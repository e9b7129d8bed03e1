//! Capture-tool argument construction.
//!
//! Pure functions of the session configuration: base parameters first, then
//! one `-i` pair per interface in configured order, then the capture filter.

use crate::config::CaptureConfig;

/// Line-buffered, no name resolution, quiet, pcapng to stdout.
pub const BASE_PARAMETERS: &[&str] = &["-l", "-n", "-Q", "-w", "-"];

/// Parameters shared by every capture, before interface selection.
///
/// Never carries a display filter (`-Y`): tshark rejects one together with
/// `-w`, so sessions refuse display filters up front.
pub fn base_parameters(config: &CaptureConfig, packet_count: Option<usize>) -> Vec<String> {
    let mut params: Vec<String> = BASE_PARAMETERS.iter().map(|p| p.to_string()).collect();
    if let Some(count) = packet_count {
        params.push("-c".to_string());
        params.push(count.to_string());
    }
    params.extend(config.extra_parameters.iter().cloned());
    params
}

/// Full parameter list for a live capture.
///
/// # Examples
/// ```
/// use livetap_core::{CaptureConfig, capture_parameters};
///
/// let config = CaptureConfig::default()
///     .with_interfaces(["eth0", "eth1"])
///     .with_bpf_filter("tcp port 80");
/// let params = capture_parameters(&config, None);
/// let tail = &params[params.len() - 6..];
/// assert_eq!(tail, ["-i", "eth0", "-i", "eth1", "-f", "tcp port 80"]);
/// ```
pub fn capture_parameters(config: &CaptureConfig, packet_count: Option<usize>) -> Vec<String> {
    let mut params = base_parameters(config, packet_count);
    for interface in &config.interfaces {
        params.push("-i".to_string());
        params.push(interface.clone());
    }
    if let Some(filter) = config.bpf_filter.as_deref().filter(|f| !f.is_empty()) {
        params.push("-f".to_string());
        params.push(filter.to_string());
    }
    params
}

#### Problem statement:
Determine the number of lines in these entries that contain the word "display", and write only that number.

#### Solution to the exercise:
2